P&G sold MPS to its employees with a combination of hard and soft arguments promoting a centralized operation. "We know the culture is different by person -- some people go with the soft arguments, others with hard arguments," Basyn says. P&G first promoted the overhaul as a "green" sustainability project and then sold it as a cost-saving project. The company also capitalized on the competitive nature of its business units by publicizing how each division was utilizing MPS and how units compared to one another.

Ideally, the MPS provider will also recommend policies that will help ensure that employees don't revert to old habits.

"If you don't have policies and enforce them," Boyd says, "department managers or employees will go out and buy personal devices, and before you know it, you're back to the old state of affairs."

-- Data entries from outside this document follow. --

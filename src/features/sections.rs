//! Section entrance timelines: the about image and the contact card.

use rand::rngs::StdRng;

use crate::features::{anchors, Choreography};
use crate::gfx::anim::Ease;
use crate::registry::EntityId;
use crate::timeline::phase::{Phase, Property, PropertyCurve};
use crate::timeline::{ScrollMarker, ScrubMode, Timeline, Trigger};

pub const ABOUT_IMAGE_ENTITY: &str = "about-image";
pub const CONTACT_CARD_ENTITY: &str = "contact-card";

pub struct Sections;

impl Choreography for Sections {
    fn name(&self) -> &'static str {
        "sections"
    }

    fn required_entities(&self) -> Vec<EntityId> {
        vec![
            EntityId::new(ABOUT_IMAGE_ENTITY),
            EntityId::new(CONTACT_CARD_ENTITY),
        ]
    }

    fn required_anchors(&self) -> Vec<String> {
        vec![anchors::ABOUT.to_string(), anchors::CONTACT.to_string()]
    }

    fn build(&self, _rng: &mut StdRng) -> Vec<Timeline> {
        vec![about_image_timeline(), contact_timeline()]
    }
}

fn about_image_timeline() -> Timeline {
    let trigger = Trigger::new(
        ScrollMarker::new(anchors::ABOUT, 0.0, 0.6),
        ScrollMarker::new(anchors::ABOUT, 0.0, 0.3),
        ScrubMode::Scrub,
    );
    let deg20 = 20f32.to_radians();
    let phases = vec![Phase::curves(
        0.0,
        1.0,
        vec![EntityId::new(ABOUT_IMAGE_ENTITY)],
        vec![
            PropertyCurve::new(Property::Scale, 0.8, 1.0, Ease::Power2Out),
            PropertyCurve::new(Property::Opacity, 0.0, 1.0, Ease::Power2Out),
            PropertyCurve::new(Property::RotationY, -deg20, 0.0, Ease::Power2Out),
        ],
    )];
    Timeline::new("about-image-enter", trigger, phases)
}

fn contact_timeline() -> Timeline {
    let trigger = Trigger::new(
        ScrollMarker::new(anchors::CONTACT, 0.0, 0.8),
        ScrollMarker::new(anchors::CONTACT, 0.0, 0.5),
        ScrubMode::Scrub,
    );
    let phases = vec![Phase::curves(
        0.0,
        1.0,
        vec![EntityId::new(CONTACT_CARD_ENTITY)],
        vec![
            PropertyCurve::new(Property::PositionY, 50.0, 0.0, Ease::Power2Out),
            PropertyCurve::new(Property::Opacity, 0.0, 1.0, Ease::Power2Out),
        ],
    )];
    Timeline::new("contact-enter", trigger, phases)
}

#[cfg(test)]
mod tests {
    use super::*;
    use rand::SeedableRng;

    #[test]
    fn both_entrances_build() {
        let mut rng = StdRng::seed_from_u64(1);
        let timelines = Sections.build(&mut rng);
        assert_eq!(timelines.len(), 2);
        assert_eq!(timelines[0].name(), "about-image-enter");
        assert_eq!(timelines[1].name(), "contact-enter");
    }

    #[test]
    fn about_trigger_resolves_above_contact_trigger() {
        use crate::gfx::math::{Rect, Vec2};
        use crate::timeline::phase::AnchorMap;

        let mut map = AnchorMap::new();
        map.insert(anchors::ABOUT.to_string(), Rect::new(0.0, 2400.0, 1280.0, 900.0));
        map.insert(anchors::CONTACT.to_string(), Rect::new(0.0, 3300.0, 1280.0, 700.0));
        let viewport = Vec2::new(1280.0, 800.0);

        let about_start = ScrollMarker::new(anchors::ABOUT, 0.0, 0.6)
            .resolve(&map, viewport)
            .unwrap();
        let contact_start = ScrollMarker::new(anchors::CONTACT, 0.0, 0.8)
            .resolve(&map, viewport)
            .unwrap();
        assert!(about_start < contact_start);
    }
}
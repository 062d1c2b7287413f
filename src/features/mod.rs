pub mod celestial;
pub mod cubes;
pub mod glyphs;
pub mod sections;

use rand::rngs::StdRng;

use crate::registry::EntityId;
use crate::timeline::Timeline;

/// Well-known anchor names the composition layer must expose. Cube rest
/// anchors use the cube entity-id strings directly.
pub mod anchors {
    pub const BODY: &str = "body";
    pub const LANDING: &str = "landing";
    pub const PORTFOLIO: &str = "portfolio";
    pub const ABOUT: &str = "about";
    pub const ABOUT_IMAGE: &str = "about-image";
    pub const CONTACT: &str = "contact";
}

/// A choreography group: owns the recipe for one set of timelines.
/// The engine builds each group once its required entities exist and
/// binds the result; rebuilding (reduced-motion toggle) goes through the
/// same seam.
pub trait Choreography {
    fn name(&self) -> &'static str;

    /// Entities that must be registered before this group can bind.
    fn required_entities(&self) -> Vec<EntityId>;

    /// Anchors whose rects must be measured for triggers and targets.
    fn required_anchors(&self) -> Vec<String>;

    fn build(&self, rng: &mut StdRng) -> Vec<Timeline>;
}
//! Frame-rate bookkeeping, logged once per second.

use log::{debug, warn};

pub struct FpsMonitor {
    frames: u32,
    window_start: Option<f64>,
    fps: u32,
}

impl FpsMonitor {
    pub fn new() -> Self {
        Self {
            frames: 0,
            window_start: None,
            fps: 0,
        }
    }

    pub fn tick(&mut self, now_s: f64) {
        // The first tick only opens the window
        let Some(start) = self.window_start else {
            self.window_start = Some(now_s);
            return;
        };
        self.frames += 1;

        let elapsed = now_s - start;
        if elapsed >= 1.0 {
            self.fps = (self.frames as f64 / elapsed).round() as u32;
            self.frames = 0;
            self.window_start = Some(now_s);

            if self.fps < 30 {
                warn!("low frame rate: {} fps", self.fps);
            } else {
                debug!("{} fps", self.fps);
            }
        }
    }

    pub fn current_fps(&self) -> u32 {
        self.fps
    }
}

impl Default for FpsMonitor {
    fn default() -> Self {
        Self::new()
    }
}

#[cfg(test)]
mod tests {
    use super::*;

    #[test]
    fn fps_settles_after_a_full_window() {
        let mut monitor = FpsMonitor::new();
        for i in 0..=60 {
            monitor.tick(i as f64 / 60.0);
        }
        assert_eq!(monitor.current_fps(), 60);
    }

    #[test]
    fn fps_is_zero_before_first_window() {
        let mut monitor = FpsMonitor::new();
        monitor.tick(0.0);
        monitor.tick(0.5);
        assert_eq!(monitor.current_fps(), 0);
    }
}
//! Scroll-driven timelines.
//!
//! A trigger is a scroll interval (resolved from named anchors) plus a
//! scrub policy; a timeline binds that trigger to an ordered set of
//! phases. Scrub timelines map scroll position to progress statelessly in
//! both directions; one-shot timelines arm when scroll enters the range
//! and then play a time-based clip once, settling at completion.

pub mod phase;

use log::{debug, warn};

use crate::error::EngineError;
use crate::gfx::anim::{clamp01, Clip};
use crate::gfx::math::{Rect, Vec2};
use phase::{AnchorMap, EvalCtx, Phase};

/// A point in document scroll space, expressed relative to a named
/// anchor: "element_fraction of the way down anchor X reaches
/// viewport_fraction of the viewport height".
#[derive(Debug, Clone, PartialEq)]
pub struct ScrollMarker {
    pub anchor: String,
    /// 0.0 = anchor top, 1.0 = anchor bottom.
    pub element_fraction: f32,
    /// 0.0 = viewport top, 1.0 = viewport bottom.
    pub viewport_fraction: f32,
}

impl ScrollMarker {
    pub fn new(anchor: impl Into<String>, element_fraction: f32, viewport_fraction: f32) -> Self {
        Self {
            anchor: anchor.into(),
            element_fraction,
            viewport_fraction,
        }
    }

    /// "top of anchor meets top of viewport"
    pub fn top_top(anchor: impl Into<String>) -> Self {
        Self::new(anchor, 0.0, 0.0)
    }

    /// "bottom of anchor meets top of viewport"
    pub fn bottom_top(anchor: impl Into<String>) -> Self {
        Self::new(anchor, 1.0, 0.0)
    }

    /// "bottom of anchor meets bottom of viewport"
    pub fn bottom_bottom(anchor: impl Into<String>) -> Self {
        Self::new(anchor, 1.0, 1.0)
    }

    /// Absolute scroll offset at which this marker is met.
    pub fn resolve(&self, anchors: &AnchorMap, viewport: Vec2) -> Result<f32, EngineError> {
        let rect: &Rect = anchors
            .get(&self.anchor)
            .ok_or_else(|| EngineError::ReferenceNotReady(self.anchor.clone()))?;
        Ok(rect.y + rect.height * self.element_fraction - viewport.y * self.viewport_fraction)
    }
}

#[derive(Debug, Clone, Copy, PartialEq)]
pub enum ScrubMode {
    /// Progress follows scroll exactly; reversible and stateless.
    Scrub,
    /// Progress eases toward the scroll-derived target with the given
    /// time-constant in seconds.
    Smooth(f32),
    /// Entering the range starts a clip of the given duration (seconds)
    /// that plays once and settles.
    OneShot(f32),
}

#[derive(Debug, Clone, PartialEq)]
pub struct Trigger {
    pub range_start: ScrollMarker,
    pub range_end: ScrollMarker,
    pub scrub: ScrubMode,
}

impl Trigger {
    pub fn new(range_start: ScrollMarker, range_end: ScrollMarker, scrub: ScrubMode) -> Self {
        Self {
            range_start,
            range_end,
            scrub,
        }
    }
}

#[derive(Debug, Clone, Copy, PartialEq, Eq)]
pub enum TimelineState {
    /// Not yet resolvable against layout.
    Idle,
    /// Resolved; waiting for scroll to enter the range.
    Armed,
    /// Actively mapping scroll (or clip time) to outputs.
    Scrubbing,
    /// One-shot finished; terminal.
    Settled,
}

/// Progress of an offset through a resolved scroll range, clamped to
/// exactly [0, 1].
pub fn clamped_progress(offset: f32, range: (f32, f32)) -> f32 {
    let span = range.1 - range.0;
    if span.abs() < f32::EPSILON {
        return if offset >= range.0 { 1.0 } else { 0.0 };
    }
    clamp01((offset - range.0) / span)
}

pub struct Timeline {
    name: String,
    trigger: Trigger,
    phases: Vec<Phase>,
    state: TimelineState,
    resolved: Option<(f32, f32)>,
    /// Displayed progress; equals the raw target except under Smooth.
    shown: f32,
    /// Progress at the last phase write. Phases only re-evaluate when
    /// progress moves, so a timeline parked at a boundary does not keep
    /// overwriting properties that another timeline is animating.
    last_written: Option<f32>,
    clip: Option<Clip>,
}

impl Timeline {
    pub fn new(name: impl Into<String>, trigger: Trigger, phases: Vec<Phase>) -> Self {
        let name = name.into();
        for (i, phase) in phases.iter().enumerate() {
            if phase.end() > 1.0 + 1e-4 {
                // Accepted, but visible: the tail compresses or never fires
                warn!(
                    "timeline `{name}` phase {i} ends at {:.3}, past the trigger range; \
                     it will be truncated",
                    phase.end()
                );
            }
        }
        Self {
            name,
            trigger,
            phases,
            state: TimelineState::Idle,
            resolved: None,
            shown: 0.0,
            last_written: None,
            clip: None,
        }
    }

    pub fn name(&self) -> &str {
        &self.name
    }

    pub fn state(&self) -> TimelineState {
        self.state
    }

    pub fn shown_progress(&self) -> f32 {
        self.shown
    }

    /// Anchors this timeline needs measured before it can resolve.
    pub fn required_anchors(&self) -> [&str; 2] {
        [
            self.trigger.range_start.anchor.as_str(),
            self.trigger.range_end.anchor.as_str(),
        ]
    }

    /// Drop resolved ranges and cached phase measurements. Settled
    /// one-shots stay settled; everything else re-resolves next frame.
    pub fn invalidate(&mut self) {
        self.resolved = None;
        self.last_written = None;
        for phase in &mut self.phases {
            phase.invalidate();
        }
        if self.state != TimelineState::Settled {
            self.state = TimelineState::Idle;
        }
    }

    fn ensure_resolved(&mut self, anchors: &AnchorMap, viewport: Vec2) -> bool {
        if self.resolved.is_some() {
            return true;
        }
        let start = self.trigger.range_start.resolve(anchors, viewport);
        let end = self.trigger.range_end.resolve(anchors, viewport);
        match (start, end) {
            (Ok(s), Ok(e)) => {
                debug!("timeline `{}` resolved to [{s:.1}, {e:.1}]px", self.name);
                self.resolved = Some((s, e));
                if self.state == TimelineState::Idle {
                    self.state = TimelineState::Armed;
                }
                true
            }
            // Anchor not measurable yet: stay idle, retry next frame
            _ => false,
        }
    }

    /// Advance one frame and write outputs. `dt` is the frame delta in
    /// seconds, `now` the frame timestamp.
    pub fn evaluate(&mut self, ctx: &mut EvalCtx<'_>, dt: f32, now: f32) {
        if self.state == TimelineState::Settled {
            return;
        }
        if !self.ensure_resolved(ctx.anchors, ctx.viewport) {
            return;
        }
        let Some(range) = self.resolved else { return };
        let target = clamped_progress(ctx.scroll, range);

        match self.trigger.scrub {
            ScrubMode::Scrub => {
                self.shown = target;
                self.state = if target > 0.0 && target < 1.0 {
                    TimelineState::Scrubbing
                } else if target == 0.0 {
                    TimelineState::Armed
                } else {
                    // Fully past the range; still live, scroll can reverse
                    TimelineState::Scrubbing
                };
            }
            ScrubMode::Smooth(tau) => {
                let k = 1.0 - (-dt / tau.max(1e-3)).exp();
                self.shown += (target - self.shown) * k;
                if (target - self.shown).abs() < 1e-4 {
                    self.shown = target;
                }
                self.state = if self.shown == 0.0 {
                    TimelineState::Armed
                } else {
                    TimelineState::Scrubbing
                };
            }
            ScrubMode::OneShot(duration) => {
                if self.clip.is_none() {
                    if target <= 0.0 {
                        self.state = TimelineState::Armed;
                        return;
                    }
                    let mut clip = Clip::new(duration);
                    clip.start(now);
                    self.clip = Some(clip);
                    self.state = TimelineState::Scrubbing;
                }
                if let Some(clip) = self.clip.as_mut() {
                    clip.update(now);
                    self.shown = clip.progress();
                }
            }
        }

        // First evaluation renders immediately (establishing start
        // state); afterwards only progress movement triggers writes.
        if self.last_written == Some(self.shown) {
            return;
        }
        self.last_written = Some(self.shown);

        for phase in &mut self.phases {
            phase.evaluate(ctx, self.shown);
        }

        if let ScrubMode::OneShot(_) = self.trigger.scrub {
            if self.clip.as_ref().is_some_and(|c| c.is_complete()) {
                debug!("timeline `{}` settled", self.name);
                self.state = TimelineState::Settled;
            }
        }
    }
}

/// The set of bound timelines, evaluated in bind order every frame.
#[derive(Default)]
pub struct TimelineSet {
    timelines: Vec<Timeline>,
}

impl TimelineSet {
    pub fn new() -> Self {
        Self::default()
    }

    /// Bind a timeline. Binding the same name twice is rejected so a
    /// repeated ready signal cannot double up property writes.
    pub fn bind(&mut self, timeline: Timeline) -> Result<(), EngineError> {
        if self.timelines.iter().any(|t| t.name() == timeline.name()) {
            warn!("timeline `{}` already bound, ignoring rebind", timeline.name());
            return Err(EngineError::AlreadyBound(timeline.name().to_string()));
        }
        self.timelines.push(timeline);
        Ok(())
    }

    /// Drop a timeline by name, releasing its trigger. Used when a
    /// group is rebuilt (e.g. the reduced-motion variant swaps in).
    pub fn remove(&mut self, name: &str) -> bool {
        let before = self.timelines.len();
        self.timelines.retain(|t| t.name() != name);
        before != self.timelines.len()
    }

    pub fn evaluate_all(&mut self, ctx: &mut EvalCtx<'_>, dt: f32, now: f32) {
        for timeline in &mut self.timelines {
            timeline.evaluate(ctx, dt, now);
        }
    }

    pub fn invalidate_all(&mut self) {
        for timeline in &mut self.timelines {
            timeline.invalidate();
        }
    }

    pub fn required_anchors(&self) -> impl Iterator<Item = &str> {
        self.timelines
            .iter()
            .flat_map(|t| t.required_anchors())
    }

    pub fn len(&self) -> usize {
        self.timelines.len()
    }

    pub fn is_empty(&self) -> bool {
        self.timelines.is_empty()
    }

    pub fn iter(&self) -> impl Iterator<Item = &Timeline> {
        self.timelines.iter()
    }

    /// Release every trigger. Teardown only.
    pub fn clear(&mut self) {
        self.timelines.clear();
    }
}
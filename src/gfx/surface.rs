//! Raster surface abstraction for the starfield.
//!
//! The engine draws in logical pixels; a surface applies the device pixel
//! ratio exactly once when rasterizing. `SoftwareSurface` is the built-in
//! CPU target; a host may implement [`Surface`] over its own canvas
//! instead and blit however it likes.

use crate::gfx::math::Vec2;

pub trait Surface {
    fn logical_size(&self) -> Vec2;

    /// Reallocate for a new logical size and pixel ratio.
    fn resize(&mut self, width: f32, height: f32, pixel_ratio: f32);

    /// Clear to fully transparent.
    fn clear(&mut self);

    /// Fill an antialiased white disc at a logical-pixel position.
    fn fill_circle(&mut self, center: Vec2, radius: f32, opacity: f32);
}

#[repr(C)]
#[derive(Clone, Copy, Debug, Default, bytemuck::Pod, bytemuck::Zeroable)]
pub struct Pixel {
    pub r: u8,
    pub g: u8,
    pub b: u8,
    pub a: u8,
}

/// CPU rasterizer over an RGBA8 buffer sized in physical pixels.
pub struct SoftwareSurface {
    logical: Vec2,
    pixel_ratio: f32,
    phys_width: usize,
    phys_height: usize,
    pixels: Vec<Pixel>,
}

impl SoftwareSurface {
    pub fn new(width: f32, height: f32, pixel_ratio: f32) -> Self {
        let mut surface = Self {
            logical: Vec2::ZERO,
            pixel_ratio: 1.0,
            phys_width: 0,
            phys_height: 0,
            pixels: Vec::new(),
        };
        surface.resize(width, height, pixel_ratio);
        surface
    }

    pub fn pixel_ratio(&self) -> f32 {
        self.pixel_ratio
    }

    pub fn physical_size(&self) -> (usize, usize) {
        (self.phys_width, self.phys_height)
    }

    pub fn pixels(&self) -> &[Pixel] {
        &self.pixels
    }

    /// Raw RGBA bytes, for handing to whatever presents the buffer.
    pub fn bytes(&self) -> &[u8] {
        bytemuck::cast_slice(&self.pixels)
    }

    fn blend(&mut self, x: usize, y: usize, coverage: f32) {
        let px = &mut self.pixels[y * self.phys_width + x];
        // White source over dst: out = dst + (255 - dst) * a, per channel
        let over = |dst: u8| -> u8 { (dst as f32 + (255.0 - dst as f32) * coverage).round() as u8 };
        px.r = over(px.r);
        px.g = over(px.g);
        px.b = over(px.b);
        px.a = over(px.a);
    }
}

impl Surface for SoftwareSurface {
    fn logical_size(&self) -> Vec2 {
        self.logical
    }

    fn resize(&mut self, width: f32, height: f32, pixel_ratio: f32) {
        self.logical = Vec2::new(width.max(0.0), height.max(0.0));
        self.pixel_ratio = pixel_ratio.max(0.1);
        self.phys_width = (self.logical.x * self.pixel_ratio).round() as usize;
        self.phys_height = (self.logical.y * self.pixel_ratio).round() as usize;
        self.pixels = vec![Pixel::default(); self.phys_width * self.phys_height];
    }

    fn clear(&mut self) {
        self.pixels.fill(Pixel::default());
    }

    fn fill_circle(&mut self, center: Vec2, radius: f32, opacity: f32) {
        if self.phys_width == 0 || self.phys_height == 0 || radius <= 0.0 {
            return;
        }
        // Logical -> physical happens here and nowhere else
        let cx = center.x * self.pixel_ratio;
        let cy = center.y * self.pixel_ratio;
        let r = radius * self.pixel_ratio;
        let opacity = opacity.clamp(0.0, 1.0);

        let x0 = ((cx - r - 1.0).floor().max(0.0)) as usize;
        let y0 = ((cy - r - 1.0).floor().max(0.0)) as usize;
        let x1 = ((cx + r + 1.0).ceil() as usize).min(self.phys_width.saturating_sub(1));
        let y1 = ((cy + r + 1.0).ceil() as usize).min(self.phys_height.saturating_sub(1));

        for y in y0..=y1 {
            for x in x0..=x1 {
                let dx = x as f32 + 0.5 - cx;
                let dy = y as f32 + 0.5 - cy;
                let dist = (dx * dx + dy * dy).sqrt();
                // One-pixel antialias band at the rim
                let coverage = (r - dist + 0.5).clamp(0.0, 1.0) * opacity;
                if coverage > 0.0 {
                    self.blend(x, y, coverage);
                }
            }
        }
    }
}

Both P&G and Rent-A-Center consider their MPS providers to be strategic partners.

"The way we measure success with a partner is that once you're in discussion, the word contract never comes to the table," Basyn says. And with Xerox, he adds, there was no quibbling over the project's minutiae: "We're very much on the same page."

Managed Print Services

Definition: Outsourcing the management of hard-copy devices, including service and maintenance.

Worldwide revenue forecast for 2010: $32.6 billion

Results: The typical MPS engagement reduces the average concentration of imaging devices from two employees per device to seven or eight employees per device.

Green IT: Reducing the number of laser printers and scanners reduces electricity consumption -- especially since even idle devices use power to rotate their internal fusers and keep their temperatures high enough to be ready to print when needed.

Source: Photizo Group LLC, Lexington, Ky., 2009

Collett is a Computerworld contributing writer. You can contact her at stcollett@aol.com.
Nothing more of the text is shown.